18. The compliant offshore platform as set forth in claim 12 wherein said piles are telescoped piles.
19. The compliant offshore platform as set forth in claim 12 wherein a pile connector is used to secure each of said piles to said structure at said pile attachment elevation.
20. The compliant offshore platform as set forth in claim 19 wherein said pile connectors each includes a sleeve rigidly secured to a platform leg, each of said piles extending upward from said ocean bottom into a corresponding one of said sleeves and being rigidly secured therein.
21. The compliant offshore platform as set forth in claim 19, wherein said pile connectors are each adapted to establish a resilient connection between the space-frame structure and the pile associated with said connector.
22. The compliant offshore platform as set forth in claim 21, wherein said pile connector includes an elastomeric spring.
23. The compliant offshore platform as set forth in claim 22 wherein said pile connector includes a first reaction member rigidly secured to said pile and a second reaction member rigidly secured to said space-frame structure, said first and second reaction members extending substantially transverse to the longitudinal axis of said pile and being vertically spaced one from the other, an elastomeric material being interposed between said first and second reaction members whereby a decrease in the spacing between said first and second reaction members occurring in the course of platform sway is resiliently resisted by compression of said elastomeric material.
24. The compliant offshore platform as set forth in claim 23 further including an elastomeric spring housing rigidly secured to said space-frame structure, said second reaction member being rigidly secured to said housing, said first reaction member being situated within said housing.
25. The compliant offshore platform as set forth in claim 24 wherein said housing is a vertically oriented cylinder and said pile extends into said housing, said first reaction member extending laterally outward from said pile to a position proximate the inside diameter of said housing, there being two second reaction members secured to said housing, one vertically above and one vertically below said first reaction member, there being elastomeric material interposed between said first reaction member and each of said second reaction members.
27. The compliant offshore platform as set forth in claim 26 wherein said platform is free from guylines.
28. The compliant offshore platform as set forth in claim 27 wherein said lower and upper sections of said space-frame structure are substantially equal in length.
29. The compliant offshore platform as set forth in claim 27 wherein said space-frame structure rests upon the ocean bottom.
30. The compliant offshore platform as set forth in claim 27 wherein said space-frame structure is supported upon a non-compliant base segment.
31. The compliant offshore platform as set forth in claim 30 wherein said base segment is a second space-frame structure rigidly secured to the ocean bottom.
33. The compliant offshore platform as set forth in claim 32 wherein said pile attachment elevation is situated proximate one-half the total height of said tower.
34. The compliant offshore platform as set forth in claim 32, wherein said space-frame structure base portion rests on the ocean bottom, said base portion being free to pivot about said ocean bottom.
35. The compliant offshore platform as set forth in claim 32, further including a fixed base segment rigidly secured to the ocean bottom, said space-frame structure being pivotably connected atop said fixed base segment.
36. The compliant offshore platform as set forth in claim 35 wherein said piles are telescoped piles.
38. The compliant offshore structure as set forth in claim 37 wherein at least some of said piles are telescoping piles having pile attachment locations at a position on said tower proximate said tower base.
40. The compliant offshore platform as set forth in claim 39 wherein said pile attachment elevation is situated proximate one-half the total height of said tower.
42. The compliant offshore platform as set forth in claim 41 wherein said pile attachment elevation is situated proximate one-half the total height of the tower.

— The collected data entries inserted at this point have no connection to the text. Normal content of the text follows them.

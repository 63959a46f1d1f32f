//! Default-credit configuration: how many credits a new student starts with.

use std::sync::Arc;

use serde::Deserialize;

use examprep_core::{
    ConfigId, DefaultCreditConfig, DefaultCreditConfigPatch, UserId,
    FALLBACK_CREDITS_PER_NEW_STUDENT,
};
use examprep_store::{Store, StoreError};

use crate::error::ApiError;
use crate::pagination::MAX_LIMIT;

/// Default number of history rows.
pub const DEFAULT_HISTORY_LIMIT: u32 = 10;

/// Input for creating a configuration row.
#[derive(Debug, Clone, Deserialize)]
pub struct CreateCreditConfig {
    /// Credits granted to each new student.
    pub credits_per_new_student: i64,
    /// Free-form description.
    #[serde(default)]
    pub description: Option<String>,
    /// Whether the row becomes the active one (default true).
    #[serde(default)]
    pub is_active: Option<bool>,
}

/// Partial update of a configuration row.
#[derive(Debug, Clone, Default, Deserialize)]
pub struct UpdateCreditConfig {
    /// New credit value.
    #[serde(default)]
    pub credits_per_new_student: Option<i64>,
    /// New description.
    #[serde(default)]
    pub description: Option<String>,
    /// Activate or deactivate.
    #[serde(default)]
    pub is_active: Option<bool>,
}

fn validate_credits(credits: i64) -> Result<(), ApiError> {
    if credits < 0 {
        return Err(ApiError::InvalidAmount(
            "Credits must be a non-negative integer".into(),
        ));
    }
    Ok(())
}

fn config_not_found(id: ConfigId) -> ApiError {
    ApiError::CreditConfigNotFound(format!("Credit configuration {id} not found"))
}

fn config_error(id: ConfigId) -> impl FnOnce(StoreError) -> ApiError {
    move |err| match err {
        StoreError::NotFound { .. } => config_not_found(id),
        other => other.into(),
    }
}

/// Reads and writes the default-credit configuration.
pub struct DefaultCreditService {
    store: Arc<dyn Store>,
}

impl DefaultCreditService {
    /// Create the service.
    #[must_use]
    pub fn new(store: Arc<dyn Store>) -> Self {
        Self { store }
    }

    /// Credits for a new student: the active row's value, or 10 when no row is active.
    pub async fn get_default_credits(&self) -> Result<i64, ApiError> {
        Ok(self
            .store
            .get_active_default_credit_config()
            .await?
            .map_or(FALLBACK_CREDITS_PER_NEW_STUDENT, |c| c.credits_per_new_student))
    }

    /// Make `credits` the new default, replacing the active row.
    pub async fn update_default_credits(
        &self,
        credits: i64,
        updated_by: Option<UserId>,
    ) -> Result<DefaultCreditConfig, ApiError> {
        validate_credits(credits)?;
        let config = DefaultCreditConfig::new(
            credits,
            Some(format!("Updated to {credits} credits per new student")),
            true,
            updated_by,
        )
        .map_err(StoreError::from)?;

        self.store.activate_default_credit_config(&config).await?;
        tracing::info!(
            config_id = %config.id,
            credits_per_new_student = credits,
            updated_by = ?updated_by,
            "Default credits updated"
        );
        Ok(config)
    }

    /// Most recent configuration rows, newest first.
    pub async fn get_config_history(
        &self,
        limit: Option<i64>,
    ) -> Result<Vec<DefaultCreditConfig>, ApiError> {
        let limit = limit.unwrap_or(i64::from(DEFAULT_HISTORY_LIMIT));
        let limit = usize::try_from(limit)
            .ok()
            .filter(|l| (1..=MAX_LIMIT as usize).contains(l))
            .ok_or(ApiError::InvalidLimit { max: MAX_LIMIT })?;
        Ok(self.store.list_default_credit_configs(limit).await?)
    }

    /// Create a row. It becomes active unless `is_active` is `false`.
    pub async fn create(
        &self,
        input: CreateCreditConfig,
        created_by: Option<UserId>,
    ) -> Result<DefaultCreditConfig, ApiError> {
        validate_credits(input.credits_per_new_student)?;
        let is_active = input.is_active.unwrap_or(true);
        let config = DefaultCreditConfig::new(
            input.credits_per_new_student,
            input.description,
            is_active,
            created_by,
        )
        .map_err(StoreError::from)?;

        if is_active {
            self.store.activate_default_credit_config(&config).await?;
        } else {
            self.store.insert_default_credit_config(&config).await?;
        }
        tracing::info!(config_id = %config.id, is_active, "Credit configuration created");
        Ok(config)
    }

    /// All rows, newest first.
    pub async fn get_all(&self) -> Result<Vec<DefaultCreditConfig>, ApiError> {
        Ok(self.store.list_default_credit_configs(usize::MAX).await?)
    }

    /// One row.
    pub async fn get_by_id(&self, id: ConfigId) -> Result<DefaultCreditConfig, ApiError> {
        self.store
            .get_default_credit_config(&id)
            .await?
            .ok_or_else(|| config_not_found(id))
    }

    /// The active row, if any.
    pub async fn get_active(&self) -> Result<Option<DefaultCreditConfig>, ApiError> {
        Ok(self.store.get_active_default_credit_config().await?)
    }

    /// Apply a partial update. Activating a row deactivates the others.
    pub async fn update(
        &self,
        id: ConfigId,
        input: UpdateCreditConfig,
        updated_by: Option<UserId>,
    ) -> Result<DefaultCreditConfig, ApiError> {
        if let Some(credits) = input.credits_per_new_student {
            validate_credits(credits)?;
        }
        let patch = DefaultCreditConfigPatch {
            credits_per_new_student: input.credits_per_new_student,
            description: input.description,
            is_active: input.is_active,
            updated_by,
        };
        let config = self
            .store
            .update_default_credit_config(&id, &patch)
            .await
            .map_err(config_error(id))?;
        tracing::info!(config_id = %id, "Credit configuration updated");
        Ok(config)
    }

    /// Delete a row.
    pub async fn delete(&self, id: ConfigId) -> Result<(), ApiError> {
        self.store
            .delete_default_credit_config(&id)
            .await
            .map_err(config_error(id))?;
        tracing::info!(config_id = %id, "Credit configuration deleted");
        Ok(())
    }
}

The present invention generally concerns offshore structures adapted to have a compliant response to waves, wind and ocean currents. More specifically, the present invention concerns a compliant offshore drilling and production platform in which a vertical restoring couple is used to counter platform sway.

Most offshore oil and gas production is conducted from platforms secured to the ocean bottom. A key design constraint for such platforms is that there be no substantial dynamic amplification of the platform's response to waves. This is accomplished by designing the platform to have natural vibrational periods which do not fall within that portion of the range of wave periods representing waves of significant energy. The several modes of platform vibration which are generally of greatest concern in platform design are pivotinf of the structure about the base (commonly termed "sway"), flexure ("bending") in the vertical plane, and torsion about the vertical axis. For most offshore locations the range of natural vibrational periods to be avoided is from 7 to 25 seconds, this representing the range of wave periods occurring with the greatest frequency.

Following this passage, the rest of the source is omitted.